The goal, as he describes it, has always been about teaching others, hopefully making their lives a little bit better in the process. The notoriety that has come from the pursuit of this goal is largely an accident, and not an entirely welcome one. Huberman visibly squirms when I call him famous, though he says he does enjoy meeting fans.

He seems to view a theoretical political run in a similar light: as a potential calling, but not necessarily a pleasant one. “It would have to be not about what I want,” he says. “It would have to be, my body is a vehicle to accomplish a very specific set of things that I feel I need to do and the world needs.”
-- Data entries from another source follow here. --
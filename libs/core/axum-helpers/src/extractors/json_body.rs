//! JSON body extractor with enveloped rejections.

use crate::errors::AppError;
use axum::extract::{FromRequest, Json, Request};
use serde::de::DeserializeOwned;

/// Like [`axum::Json`], but any rejection (missing content type, syntax
/// error, wrong shape) answers 400 with an [`ErrorResponse`](crate::ErrorResponse).
///
/// Validation is left to the handler so that field failures can be reported
/// in the configured body format.
#[derive(Debug, Clone)]
pub struct JsonBody<T>(pub T);

impl<T, S> FromRequest<S> for JsonBody<T>
where
    T: DeserializeOwned,
    S: Send + Sync,
{
    type Rejection = AppError;

    async fn from_request(req: Request, state: &S) -> Result<Self, Self::Rejection> {
        let Json(value) = Json::<T>::from_request(req, state).await?;
        Ok(JsonBody(value))
    }
}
When he says this, I’m reminded of the previous afternoon, when I’d sat in on his guest lecture for Stanford undergraduates. He confided in the group of students that, though he loved podcasting, his heart was really in the classroom, sharing knowledge face-to-face. That surprised me. Why do it all—the podcasts and the live shows and the book deals—if he’d rather be right back where he’d started, in the classroom and the lab?

“It’s a compulsion for me to learn and to teach,” he says when I ask if he ever thought about winding down Huberman Lab. The podcast allows him to do that on a larger scale than he ever could in a Stanford classroom, and he says he has no intention of stopping.

We talk a bit longer, but it’s been nearly three hours and Huberman has to start his journey back to Los Angeles, where he records the podcast and spends much of his time when he’s not on Stanford’s campus. He has a six-hour drive ahead of him and won’t be home until late, but he doesn’t mind. “I can think on the road,” he says—one last chance to optimize before the day comes to a close.

Correction, June 28

The original version of this story misstated the extent to which proceeds from Huberman Lab premium content are donated to scientific research. A portion of net proceeds are donated, not all net proceeds.